Records for this task:
· · · · · · ·
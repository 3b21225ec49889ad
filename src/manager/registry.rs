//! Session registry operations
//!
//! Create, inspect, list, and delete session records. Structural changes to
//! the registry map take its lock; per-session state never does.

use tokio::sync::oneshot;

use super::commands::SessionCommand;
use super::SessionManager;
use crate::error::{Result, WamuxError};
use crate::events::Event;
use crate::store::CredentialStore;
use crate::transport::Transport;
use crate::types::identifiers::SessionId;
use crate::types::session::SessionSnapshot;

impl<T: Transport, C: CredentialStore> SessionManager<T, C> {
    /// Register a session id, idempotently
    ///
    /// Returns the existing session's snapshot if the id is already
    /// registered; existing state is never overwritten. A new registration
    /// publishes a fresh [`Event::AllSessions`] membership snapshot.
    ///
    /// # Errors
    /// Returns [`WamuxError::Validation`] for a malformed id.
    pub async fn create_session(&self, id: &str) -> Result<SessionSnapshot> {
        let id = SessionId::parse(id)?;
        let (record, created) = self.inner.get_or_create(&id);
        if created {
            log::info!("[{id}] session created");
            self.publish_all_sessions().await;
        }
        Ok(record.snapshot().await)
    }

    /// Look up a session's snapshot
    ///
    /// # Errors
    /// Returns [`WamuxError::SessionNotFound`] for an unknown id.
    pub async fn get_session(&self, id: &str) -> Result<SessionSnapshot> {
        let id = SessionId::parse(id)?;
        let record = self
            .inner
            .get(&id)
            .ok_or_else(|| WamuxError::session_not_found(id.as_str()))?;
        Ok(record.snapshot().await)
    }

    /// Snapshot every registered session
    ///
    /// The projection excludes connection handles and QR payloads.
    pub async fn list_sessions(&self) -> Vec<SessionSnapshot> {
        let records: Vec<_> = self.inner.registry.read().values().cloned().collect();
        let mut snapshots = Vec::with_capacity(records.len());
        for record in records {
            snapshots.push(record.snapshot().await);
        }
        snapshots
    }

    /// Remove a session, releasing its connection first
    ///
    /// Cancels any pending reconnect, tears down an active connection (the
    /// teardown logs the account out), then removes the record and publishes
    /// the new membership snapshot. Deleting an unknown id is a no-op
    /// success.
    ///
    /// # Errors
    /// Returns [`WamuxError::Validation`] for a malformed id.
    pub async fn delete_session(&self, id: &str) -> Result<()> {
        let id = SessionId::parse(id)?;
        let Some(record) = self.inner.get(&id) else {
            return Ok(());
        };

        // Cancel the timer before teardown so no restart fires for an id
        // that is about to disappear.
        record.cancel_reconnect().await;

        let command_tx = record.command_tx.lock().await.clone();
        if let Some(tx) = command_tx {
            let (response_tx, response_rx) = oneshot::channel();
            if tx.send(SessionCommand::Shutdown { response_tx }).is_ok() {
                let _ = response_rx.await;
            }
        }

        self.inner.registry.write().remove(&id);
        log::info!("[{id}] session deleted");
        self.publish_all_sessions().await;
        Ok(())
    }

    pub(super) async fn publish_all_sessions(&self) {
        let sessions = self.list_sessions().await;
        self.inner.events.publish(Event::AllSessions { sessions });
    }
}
· · · · · · ·
Task instructions:
Show all lines in the entries above where the word "state" appears.

Reply to the task:
//! the registry map take its lock; per-session state never does.
    /// registered; existing state is never overwritten. A new registration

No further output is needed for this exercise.